## Task requirements
Please reproduce the entries that follow, keeping each word intact.

## Raw data

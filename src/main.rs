//! Scanline Engine: software 3D rasterizer
//!
//! Renders textured triangle meshes entirely on the CPU into a framebuffer,
//! which is then blitted to the window:
//! - Frustum clipping, back-face culling, flat lighting
//! - Perspective-correct texture mapping with a z-buffer
//! - Wireframe, filled and textured render modes

/// Version from Cargo.toml
pub const VERSION: &str = env!("CARGO_PKG_VERSION");

mod config;
mod rasterizer;
mod world;

use macroquad::prelude::*;
use rasterizer::{Camera, DepthPolicy, CullMode, Framebuffer, Pipeline, RenderMode, HEIGHT, WIDTH};
use world::{load_scene, Scene};

fn window_conf() -> Conf {
    Conf {
        window_title: format!("Scanline Engine v{}", VERSION),
        window_width: WIDTH as i32,
        window_height: HEIGHT as i32,
        window_resizable: true,
        ..Default::default()
    }
}

/// Keyboard handling: camera movement and runtime toggles
fn handle_input(camera: &mut Camera, pipeline: &mut Pipeline, fb: &Framebuffer, dt: f32, screenshots: &mut u32) {
    if is_key_down(KeyCode::W) {
        camera.move_forward(dt);
    }
    if is_key_down(KeyCode::S) {
        camera.move_backward(dt);
    }
    if is_key_down(KeyCode::Up) {
        camera.climb(dt);
    }
    if is_key_down(KeyCode::Down) {
        camera.climb(-dt);
    }
    if is_key_down(KeyCode::A) {
        camera.turn_left(dt);
    }
    if is_key_down(KeyCode::D) {
        camera.turn_right(dt);
    }

    let settings = &mut pipeline.settings;
    if is_key_pressed(KeyCode::C) {
        settings.cull_mode = CullMode::BackFace;
        log::info!("culling: back faces");
    }
    if is_key_pressed(KeyCode::X) {
        settings.cull_mode = CullMode::None;
        log::info!("culling: off");
    }

    let mode_keys = [
        KeyCode::Key1,
        KeyCode::Key2,
        KeyCode::Key3,
        KeyCode::Key4,
        KeyCode::Key5,
        KeyCode::Key6,
    ];
    for (key, mode) in mode_keys.iter().zip(RenderMode::ALL) {
        if is_key_pressed(*key) {
            settings.render_mode = mode;
            log::info!("render mode: {:?}", mode);
        }
    }

    if is_key_pressed(KeyCode::P) {
        settings.depth_policy = match settings.depth_policy {
            DepthPolicy::PerPixel => DepthPolicy::PainterSort,
            DepthPolicy::PainterSort => DepthPolicy::PerPixel,
        };
        log::info!("depth policy: {:?}", settings.depth_policy);
    }

    if is_key_pressed(KeyCode::F12) {
        let path = format!("screenshot-{:03}.png", *screenshots);
        match fb.save_png(&path) {
            Ok(()) => {
                log::info!("saved {}", path);
                *screenshots += 1;
            }
            Err(e) => log::error!("failed to save {}: {}", path, e),
        }
    }
}

#[macroquad::main(window_conf)]
async fn main() {
    env_logger::Builder::from_env(env_logger::Env::default().default_filter_or("info")).init();

    let config_path = std::env::args().nth(1).unwrap_or_else(|| "assets/render.ron".to_string());
    let config = match config::load_config(&config_path) {
        Ok(config) => config,
        Err(e) => {
            log::error!("{}: {}", config_path, e);
            return;
        }
    };

    let mut scene = match &config.scene {
        Some(path) => match load_scene(path) {
            Ok(scene) => scene,
            Err(e) => {
                log::error!("{}: {}", path, e);
                return;
            }
        },
        None => {
            log::info!("no scene configured, showing the default cube");
            Scene::default_cube()
        }
    };

    let mut fb = Framebuffer::new(config.width, config.height);
    let mut pipeline = Pipeline::new(config.pipeline_settings(), config.width, config.height);
    let mut camera = Camera::new(config.camera_position);
    let mut screenshots = 0;

    log::info!("=== Scanline Engine ===");
    log::info!("W/S move, Up/Down climb, A/D turn, C/X culling, 1-6 render mode, P depth policy, F12 screenshot");

    loop {
        let dt = get_frame_time();
        handle_input(&mut camera, &mut pipeline, &fb, dt, &mut screenshots);
        scene.animate(dt);

        fb.clear(config.clear_color);
        fb.clear_depth();
        if config.show_grid {
            fb.draw_grid(10, rasterizer::Color::GRID);
        }

        let view = camera.view_matrix();
        let stats = pipeline.render_frame(&mut fb, &scene.meshes, &view);
        log::debug!(
            "faces {} culled {} clipped {} drawn {}",
            stats.faces, stats.culled, stats.clipped_away, stats.triangles
        );

        // Convert framebuffer to texture and stretch it over the window
        let texture = Texture2D::from_rgba8(fb.width as u16, fb.height as u16, &fb.pixels);
        texture.set_filter(FilterMode::Nearest);

        clear_background(BLACK);
        draw_texture_ex(
            &texture,
            0.0,
            0.0,
            WHITE,
            DrawTextureParams {
                dest_size: Some(vec2(screen_width(), screen_height())),
                ..Default::default()
            },
        );

        next_frame().await
    }
}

## Result of the task
filename src/main.rs
//! Scanline Engine: software 3D rasterizer
//!
//! Renders textured triangle meshes entirely on the CPU into a framebuffer,
//! which is then blitted to the window:
//! - Frustum clipping, back-face culling, flat lighting
//! - Perspective-correct texture mapping with a z-buffer
//! - Wireframe, filled and textured render modes

/// Version from Cargo.toml
pub const VERSION: &str = env!("CARGO_PKG_VERSION");

mod config;
mod rasterizer;
mod world;

use macroquad::prelude::*;
use rasterizer::{Camera, DepthPolicy, CullMode, Framebuffer, Pipeline, RenderMode, HEIGHT, WIDTH};
use world::{load_scene, Scene};

fn window_conf() -> Conf {
    Conf {
        window_title: format!("Scanline Engine v{}", VERSION),
        window_width: WIDTH as i32,
        window_height: HEIGHT as i32,
        window_resizable: true,
        ..Default::default()
    }
}

/// Keyboard handling: camera movement and runtime toggles
fn handle_input(camera: &mut Camera, pipeline: &mut Pipeline, fb: &Framebuffer, dt: f32, screenshots: &mut u32) {
    if is_key_down(KeyCode::W) {
        camera.move_forward(dt);
    }
    if is_key_down(KeyCode::S) {
        camera.move_backward(dt);
    }
    if is_key_down(KeyCode::Up) {
        camera.climb(dt);
    }
    if is_key_down(KeyCode::Down) {
        camera.climb(-dt);
    }
    if is_key_down(KeyCode::A) {
        camera.turn_left(dt);
    }
    if is_key_down(KeyCode::D) {
        camera.turn_right(dt);
    }

    let settings = &mut pipeline.settings;
    if is_key_pressed(KeyCode::C) {
        settings.cull_mode = CullMode::BackFace;
        log::info!("culling: back faces");
    }
    if is_key_pressed(KeyCode::X) {
        settings.cull_mode = CullMode::None;
        log::info!("culling: off");
    }

    let mode_keys = [
        KeyCode::Key1,
        KeyCode::Key2,
        KeyCode::Key3,
        KeyCode::Key4,
        KeyCode::Key5,
        KeyCode::Key6,
    ];
    for (key, mode) in mode_keys.iter().zip(RenderMode::ALL) {
        if is_key_pressed(*key) {
            settings.render_mode = mode;
            log::info!("render mode: {:?}", mode);
        }
    }

    if is_key_pressed(KeyCode::P) {
        settings.depth_policy = match settings.depth_policy {
            DepthPolicy::PerPixel => DepthPolicy::PainterSort,
            DepthPolicy::PainterSort => DepthPolicy::PerPixel,
        };
        log::info!("depth policy: {:?}", settings.depth_policy);
    }

    if is_key_pressed(KeyCode::F12) {
        let path = format!("screenshot-{:03}.png", *screenshots);
        match fb.save_png(&path) {
            Ok(()) => {
                log::info!("saved {}", path);
                *screenshots += 1;
            }
            Err(e) => log::error!("failed to save {}: {}", path, e),
        }
    }
}

#[macroquad::main(window_conf)]
async fn main() {
    env_logger::Builder::from_env(env_logger::Env::default().default_filter_or("info")).init();

    let config_path = std::env::args().nth(1).unwrap_or_else(|| "assets/render.ron".to_string());
    let config = match config::load_config(&config_path) {
        Ok(config) => config,
        Err(e) => {
            log::error!("{}: {}", config_path, e);
            return;
        }
    };

    let mut scene = match &config.scene {
        Some(path) => match load_scene(path) {
            Ok(scene) => scene,
            Err(e) => {
                log::error!("{}: {}", path, e);
                return;
            }
        },
        None => {
            log::info!("no scene configured, showing the default cube");
            Scene::default_cube()
        }
    };

    let mut fb = Framebuffer::new(config.width, config.height);
    let mut pipeline = Pipeline::new(config.pipeline_settings(), config.width, config.height);
    let mut camera = Camera::new(config.camera_position);
    let mut screenshots = 0;

    log::info!("=== Scanline Engine ===");
    log::info!("W/S move, Up/Down climb, A/D turn, C/X culling, 1-6 render mode, P depth policy, F12 screenshot");

    loop {
        let dt = get_frame_time();
        handle_input(&mut camera, &mut pipeline, &fb, dt, &mut screenshots);
        scene.animate(dt);

        fb.clear(config.clear_color);
        fb.clear_depth();
        if config.show_grid {
            fb.draw_grid(10, rasterizer::Color::GRID);
        }

        let view = camera.view_matrix();
        let stats = pipeline.render_frame(&mut fb, &scene.meshes, &view);
        log::debug!(
            "faces {} culled {} clipped {} drawn {}",
            stats.faces, stats.culled, stats.clipped_away, stats.triangles
        );

        // Convert framebuffer to texture and stretch it over the window
        let texture = Texture2D::from_rgba8(fb.width as u16, fb.height as u16, &fb.pixels);
        texture.set_filter(FilterMode::Nearest);

        clear_background(BLACK);
        draw_texture_ex(
            &texture,
            0.0,
            0.0,
            WHITE,
            DrawTextureParams {
                dest_size: Some(vec2(screen_width(), screen_height())),
                ..Default::default()
            },
        );

        next_frame().await
    }
}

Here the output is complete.